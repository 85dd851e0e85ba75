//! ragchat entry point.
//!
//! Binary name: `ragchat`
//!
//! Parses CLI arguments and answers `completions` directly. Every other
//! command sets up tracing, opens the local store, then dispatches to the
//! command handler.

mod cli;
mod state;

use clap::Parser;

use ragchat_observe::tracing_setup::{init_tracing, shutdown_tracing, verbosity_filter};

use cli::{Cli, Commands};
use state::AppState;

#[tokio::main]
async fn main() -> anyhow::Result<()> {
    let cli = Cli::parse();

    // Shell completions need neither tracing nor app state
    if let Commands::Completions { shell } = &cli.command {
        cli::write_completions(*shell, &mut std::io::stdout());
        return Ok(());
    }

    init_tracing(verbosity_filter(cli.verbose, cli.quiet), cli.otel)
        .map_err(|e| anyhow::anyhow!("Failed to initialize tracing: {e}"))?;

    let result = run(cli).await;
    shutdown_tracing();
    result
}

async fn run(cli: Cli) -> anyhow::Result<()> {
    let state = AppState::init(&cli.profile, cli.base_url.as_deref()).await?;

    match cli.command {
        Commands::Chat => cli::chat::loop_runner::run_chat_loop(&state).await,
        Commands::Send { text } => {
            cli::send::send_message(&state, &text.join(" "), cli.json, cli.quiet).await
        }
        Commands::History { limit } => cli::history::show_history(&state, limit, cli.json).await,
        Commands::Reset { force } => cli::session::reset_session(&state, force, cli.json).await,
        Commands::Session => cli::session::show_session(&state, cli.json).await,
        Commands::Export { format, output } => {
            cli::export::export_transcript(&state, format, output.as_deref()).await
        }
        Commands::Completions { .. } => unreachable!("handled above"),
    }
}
───
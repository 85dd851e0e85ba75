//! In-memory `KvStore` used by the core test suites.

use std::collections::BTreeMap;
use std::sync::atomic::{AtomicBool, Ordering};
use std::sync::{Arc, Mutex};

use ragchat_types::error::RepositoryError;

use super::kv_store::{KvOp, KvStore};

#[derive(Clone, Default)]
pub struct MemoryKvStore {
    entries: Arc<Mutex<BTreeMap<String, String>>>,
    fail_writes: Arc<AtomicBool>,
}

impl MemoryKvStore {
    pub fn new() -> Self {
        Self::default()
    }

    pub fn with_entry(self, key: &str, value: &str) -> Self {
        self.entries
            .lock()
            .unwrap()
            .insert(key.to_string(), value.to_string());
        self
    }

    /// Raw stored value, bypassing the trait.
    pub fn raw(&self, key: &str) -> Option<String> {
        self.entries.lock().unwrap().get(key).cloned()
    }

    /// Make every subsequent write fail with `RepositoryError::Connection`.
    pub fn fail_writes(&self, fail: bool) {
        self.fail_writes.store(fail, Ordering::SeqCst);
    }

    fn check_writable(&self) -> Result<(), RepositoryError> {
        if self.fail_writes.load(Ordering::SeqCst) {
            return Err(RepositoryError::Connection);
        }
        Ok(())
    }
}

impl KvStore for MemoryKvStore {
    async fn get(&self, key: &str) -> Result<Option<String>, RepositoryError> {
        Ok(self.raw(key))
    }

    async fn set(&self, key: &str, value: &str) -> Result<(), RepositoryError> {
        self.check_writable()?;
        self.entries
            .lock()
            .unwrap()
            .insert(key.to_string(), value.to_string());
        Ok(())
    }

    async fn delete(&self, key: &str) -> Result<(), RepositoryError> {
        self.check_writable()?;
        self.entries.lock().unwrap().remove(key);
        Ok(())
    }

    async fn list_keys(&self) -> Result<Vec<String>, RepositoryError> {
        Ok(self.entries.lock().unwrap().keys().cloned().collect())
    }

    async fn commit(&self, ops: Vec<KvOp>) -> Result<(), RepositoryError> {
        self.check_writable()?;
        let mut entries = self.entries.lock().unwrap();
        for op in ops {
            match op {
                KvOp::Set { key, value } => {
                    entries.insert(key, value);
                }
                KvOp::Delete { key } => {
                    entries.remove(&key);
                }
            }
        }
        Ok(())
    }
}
───
Where does the string "await" appear in the records above? Show every line that holds it.

    let result = run(cli).await;
    let state = AppState::init(&cli.profile, cli.base_url.as_deref()).await?;
        Commands::Chat => cli::chat::loop_runner::run_chat_loop(&state).await,
            cli::send::send_message(&state, &text.join(" "), cli.json, cli.quiet).await
        Commands::History { limit } => cli::history::show_history(&state, limit, cli.json).await,
        Commands::Reset { force } => cli::session::reset_session(&state, force, cli.json).await,
        Commands::Session => cli::session::show_session(&state, cli.json).await,
            cli::export::export_transcript(&state, format, output.as_deref()).await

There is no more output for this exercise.